Segment Start: Records shown

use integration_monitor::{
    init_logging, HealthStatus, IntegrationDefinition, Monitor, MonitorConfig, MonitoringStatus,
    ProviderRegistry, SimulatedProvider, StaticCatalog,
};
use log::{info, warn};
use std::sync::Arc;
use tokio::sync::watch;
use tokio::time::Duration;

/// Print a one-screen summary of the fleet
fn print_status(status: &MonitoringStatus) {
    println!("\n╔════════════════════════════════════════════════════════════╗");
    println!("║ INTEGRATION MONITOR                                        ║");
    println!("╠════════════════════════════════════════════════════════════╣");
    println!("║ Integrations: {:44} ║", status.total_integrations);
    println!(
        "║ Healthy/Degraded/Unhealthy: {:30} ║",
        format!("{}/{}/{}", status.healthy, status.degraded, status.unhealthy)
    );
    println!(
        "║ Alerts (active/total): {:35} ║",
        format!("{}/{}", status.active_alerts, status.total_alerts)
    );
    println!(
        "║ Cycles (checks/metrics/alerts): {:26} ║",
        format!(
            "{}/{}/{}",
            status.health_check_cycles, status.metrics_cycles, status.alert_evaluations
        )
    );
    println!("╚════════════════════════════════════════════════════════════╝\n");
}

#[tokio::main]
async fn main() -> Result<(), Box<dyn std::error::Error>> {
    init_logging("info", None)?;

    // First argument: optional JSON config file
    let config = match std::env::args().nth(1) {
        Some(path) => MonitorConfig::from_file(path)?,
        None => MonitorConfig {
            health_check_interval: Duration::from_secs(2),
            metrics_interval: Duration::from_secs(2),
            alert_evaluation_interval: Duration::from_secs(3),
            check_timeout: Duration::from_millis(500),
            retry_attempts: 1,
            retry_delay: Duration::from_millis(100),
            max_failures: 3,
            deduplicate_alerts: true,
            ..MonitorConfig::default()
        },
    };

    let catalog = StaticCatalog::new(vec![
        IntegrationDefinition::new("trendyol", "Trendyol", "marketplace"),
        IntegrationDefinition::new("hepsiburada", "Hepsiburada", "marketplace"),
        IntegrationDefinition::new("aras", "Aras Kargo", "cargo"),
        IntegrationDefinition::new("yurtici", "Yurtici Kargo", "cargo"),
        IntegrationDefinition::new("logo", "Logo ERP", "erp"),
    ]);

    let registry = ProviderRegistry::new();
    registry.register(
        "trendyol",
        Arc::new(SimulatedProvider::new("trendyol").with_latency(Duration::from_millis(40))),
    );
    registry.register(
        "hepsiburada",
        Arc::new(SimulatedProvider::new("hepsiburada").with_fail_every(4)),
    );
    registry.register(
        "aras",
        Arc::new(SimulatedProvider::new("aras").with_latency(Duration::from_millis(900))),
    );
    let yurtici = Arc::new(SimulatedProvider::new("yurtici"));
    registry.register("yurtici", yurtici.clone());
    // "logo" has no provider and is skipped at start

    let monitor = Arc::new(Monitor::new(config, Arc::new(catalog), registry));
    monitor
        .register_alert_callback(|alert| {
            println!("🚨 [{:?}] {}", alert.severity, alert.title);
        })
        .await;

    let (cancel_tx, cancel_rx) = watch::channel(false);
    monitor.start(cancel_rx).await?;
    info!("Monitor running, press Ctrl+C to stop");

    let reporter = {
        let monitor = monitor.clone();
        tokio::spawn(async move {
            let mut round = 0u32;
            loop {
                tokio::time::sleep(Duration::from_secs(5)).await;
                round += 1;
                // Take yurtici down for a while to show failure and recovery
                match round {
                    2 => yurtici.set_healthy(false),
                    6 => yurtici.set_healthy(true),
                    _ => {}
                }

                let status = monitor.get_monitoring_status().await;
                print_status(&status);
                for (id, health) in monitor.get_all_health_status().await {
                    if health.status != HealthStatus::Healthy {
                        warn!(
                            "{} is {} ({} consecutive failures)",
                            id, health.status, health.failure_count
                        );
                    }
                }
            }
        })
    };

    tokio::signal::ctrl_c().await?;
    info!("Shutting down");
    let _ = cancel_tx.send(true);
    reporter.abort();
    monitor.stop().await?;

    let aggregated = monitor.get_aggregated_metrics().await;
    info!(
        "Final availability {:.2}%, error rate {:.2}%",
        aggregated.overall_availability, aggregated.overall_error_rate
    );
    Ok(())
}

Segment End: Records shown
Segment Start: Records shown

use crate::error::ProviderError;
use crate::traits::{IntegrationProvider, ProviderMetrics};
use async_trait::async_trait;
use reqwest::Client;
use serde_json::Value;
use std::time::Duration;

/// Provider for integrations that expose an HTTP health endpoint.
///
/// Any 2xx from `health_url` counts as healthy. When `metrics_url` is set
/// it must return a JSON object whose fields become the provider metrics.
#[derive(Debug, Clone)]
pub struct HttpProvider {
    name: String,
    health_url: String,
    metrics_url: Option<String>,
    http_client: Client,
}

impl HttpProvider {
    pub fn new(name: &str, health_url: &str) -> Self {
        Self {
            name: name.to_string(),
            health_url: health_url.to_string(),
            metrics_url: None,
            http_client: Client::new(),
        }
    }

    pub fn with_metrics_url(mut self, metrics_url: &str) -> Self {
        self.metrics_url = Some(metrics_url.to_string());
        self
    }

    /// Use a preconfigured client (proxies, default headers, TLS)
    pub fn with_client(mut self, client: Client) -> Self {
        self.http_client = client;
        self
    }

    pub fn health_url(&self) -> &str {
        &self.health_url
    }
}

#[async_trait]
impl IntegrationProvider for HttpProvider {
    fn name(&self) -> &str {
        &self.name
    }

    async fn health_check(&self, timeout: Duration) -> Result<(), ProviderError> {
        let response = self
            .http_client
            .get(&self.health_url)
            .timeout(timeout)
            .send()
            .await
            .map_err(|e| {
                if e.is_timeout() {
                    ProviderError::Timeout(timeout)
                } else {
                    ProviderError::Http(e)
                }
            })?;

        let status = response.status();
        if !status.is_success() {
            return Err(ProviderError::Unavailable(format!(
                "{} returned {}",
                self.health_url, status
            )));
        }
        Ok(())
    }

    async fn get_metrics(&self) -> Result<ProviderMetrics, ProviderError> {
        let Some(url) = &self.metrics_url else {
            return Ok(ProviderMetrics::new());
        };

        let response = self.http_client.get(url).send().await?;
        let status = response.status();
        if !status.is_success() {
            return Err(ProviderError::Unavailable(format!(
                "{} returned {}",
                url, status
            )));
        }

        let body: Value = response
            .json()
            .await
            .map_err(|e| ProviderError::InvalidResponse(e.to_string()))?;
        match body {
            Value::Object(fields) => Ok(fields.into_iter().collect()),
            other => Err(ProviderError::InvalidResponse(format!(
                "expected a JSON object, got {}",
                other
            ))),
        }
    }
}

Segment End: Records shown
Segment Start: Records shown

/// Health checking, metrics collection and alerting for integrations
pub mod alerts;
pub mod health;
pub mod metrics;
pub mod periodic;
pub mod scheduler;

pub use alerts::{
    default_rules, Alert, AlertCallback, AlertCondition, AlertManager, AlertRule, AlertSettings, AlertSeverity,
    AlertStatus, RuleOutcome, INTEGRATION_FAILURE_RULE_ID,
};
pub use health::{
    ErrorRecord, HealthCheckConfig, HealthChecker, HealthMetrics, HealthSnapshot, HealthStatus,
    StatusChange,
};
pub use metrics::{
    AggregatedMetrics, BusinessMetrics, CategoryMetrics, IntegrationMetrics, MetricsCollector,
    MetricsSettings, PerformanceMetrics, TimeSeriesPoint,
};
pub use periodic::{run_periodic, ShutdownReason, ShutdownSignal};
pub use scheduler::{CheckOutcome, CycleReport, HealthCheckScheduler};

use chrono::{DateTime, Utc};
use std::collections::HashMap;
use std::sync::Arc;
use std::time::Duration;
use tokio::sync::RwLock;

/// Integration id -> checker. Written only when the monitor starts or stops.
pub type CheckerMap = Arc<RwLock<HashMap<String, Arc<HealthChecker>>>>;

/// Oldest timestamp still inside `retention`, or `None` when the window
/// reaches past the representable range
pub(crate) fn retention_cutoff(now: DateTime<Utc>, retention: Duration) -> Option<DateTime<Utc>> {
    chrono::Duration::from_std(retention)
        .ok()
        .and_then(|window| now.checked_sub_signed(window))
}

Segment End: Records shown

### Exercise details
Scan the records above for the string "retention", then report every line that contains it.

### Output
/// Oldest timestamp still inside `retention`, or `None` when the window
pub(crate) fn retention_cutoff(now: DateTime<Utc>, retention: Duration) -> Option<DateTime<Utc>> {
    chrono::Duration::from_std(retention)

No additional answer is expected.